> [THE DATA]
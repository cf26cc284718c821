//! HTTP surface: BFF API routes, the OAuth callback and the gated pages.

pub mod auth;
pub mod chat;
pub mod pages;
pub mod upload;

use actix_web::middleware::from_fn;
use actix_web::web;
use utoipa::OpenApi;

use crate::auth::{protected_gate, public_gate};

/// Pages that need a session.
pub const PROTECTED_PAGES: &[&str] = &["/", "/admin"];
/// Pages only shown to anonymous users.
pub const PUBLIC_PAGES: &[&str] = &["/login", "/signup", "/verify-email", "/auth/error"];
/// Shown regardless of session; the OAuth callback lands here already signed in.
pub const OPEN_PAGES: &[&str] = &["/auth/success"];

#[derive(OpenApi)]
#[openapi(
    paths(
        chat::chat,
        chat::chat_events,
        upload::upload,
        auth::login,
        auth::register,
        auth::forgot_password,
        auth::reset_password,
        auth::verify_email,
        auth::logout,
        auth::oauth_callback
    ),
    components(schemas(
        crate::chat::ChatRequest,
        crate::chat::ChatMessage,
        crate::chat::ChatRole,
        crate::rag::retriever::RetrievedChunk,
        crate::streaming::Progress,
        crate::upload::UploadProgressEvent,
        crate::error::ErrorResponse,
        auth::LoginPayload,
        auth::RegisterPayload,
        auth::ForgotPasswordPayload,
        auth::ResetPasswordPayload
    )),
    tags(
        (name = "chat", description = "Retrieval-augmented chat over the indexed documents"),
        (name = "upload", description = "Document upload proxy"),
        (name = "auth", description = "Auth passthrough to the API server")
    )
)]
pub struct ApiDoc;

/// Registers every route. Expects `web::Data<AppState>` and
/// `web::Data<SessionKeys>` in the app data.
pub fn configure(cfg: &mut web::ServiceConfig) {
    cfg.service(chat::chat)
        .service(chat::chat_events)
        .service(upload::upload)
        .service(auth::login)
        .service(auth::register)
        .service(auth::forgot_password)
        .service(auth::reset_password)
        .service(auth::verify_email)
        .service(auth::logout)
        .service(auth::oauth_callback);

    cfg.service(
        web::resource("/")
            .wrap(from_fn(protected_gate))
            .route(web::get().to(pages::home)),
    )
    .service(
        web::resource("/admin")
            .wrap(from_fn(protected_gate))
            .route(web::get().to(pages::admin)),
    );

    cfg.service(
        web::resource("/login")
            .wrap(from_fn(public_gate))
            .route(web::get().to(pages::login)),
    )
    .service(
        web::resource("/signup")
            .wrap(from_fn(public_gate))
            .route(web::get().to(pages::signup)),
    )
    .service(
        web::resource("/verify-email")
            .wrap(from_fn(public_gate))
            .route(web::get().to(pages::verify_email)),
    )
    .service(
        web::resource("/auth/error")
            .wrap(from_fn(public_gate))
            .route(web::get().to(pages::auth_error)),
    );

    cfg.service(web::resource("/auth/success").route(web::get().to(pages::auth_success)));
}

> [YOUR ASSIGNMENT]
Copy out word for word each line of the listing, from the very first line down to the line containing "chat over the", and stop after that line.

> [ANSWER SPACE]
repository cf26cc284718c821
//! HTTP surface: BFF API routes, the OAuth callback and the gated pages.

pub mod auth;
pub mod chat;
pub mod pages;
pub mod upload;

use actix_web::middleware::from_fn;
use actix_web::web;
use utoipa::OpenApi;

use crate::auth::{protected_gate, public_gate};

/// Pages that need a session.
pub const PROTECTED_PAGES: &[&str] = &["/", "/admin"];
/// Pages only shown to anonymous users.
pub const PUBLIC_PAGES: &[&str] = &["/login", "/signup", "/verify-email", "/auth/error"];
/// Shown regardless of session; the OAuth callback lands here already signed in.
pub const OPEN_PAGES: &[&str] = &["/auth/success"];

#[derive(OpenApi)]
#[openapi(
    paths(
        chat::chat,
        chat::chat_events,
        upload::upload,
        auth::login,
        auth::register,
        auth::forgot_password,
        auth::reset_password,
        auth::verify_email,
        auth::logout,
        auth::oauth_callback
    ),
    components(schemas(
        crate::chat::ChatRequest,
        crate::chat::ChatMessage,
        crate::chat::ChatRole,
        crate::rag::retriever::RetrievedChunk,
        crate::streaming::Progress,
        crate::upload::UploadProgressEvent,
        crate::error::ErrorResponse,
        auth::LoginPayload,
        auth::RegisterPayload,
        auth::ForgotPasswordPayload,
        auth::ResetPasswordPayload
    )),
    tags(
        (name = "chat", description = "Retrieval-augmented chat over the indexed documents"),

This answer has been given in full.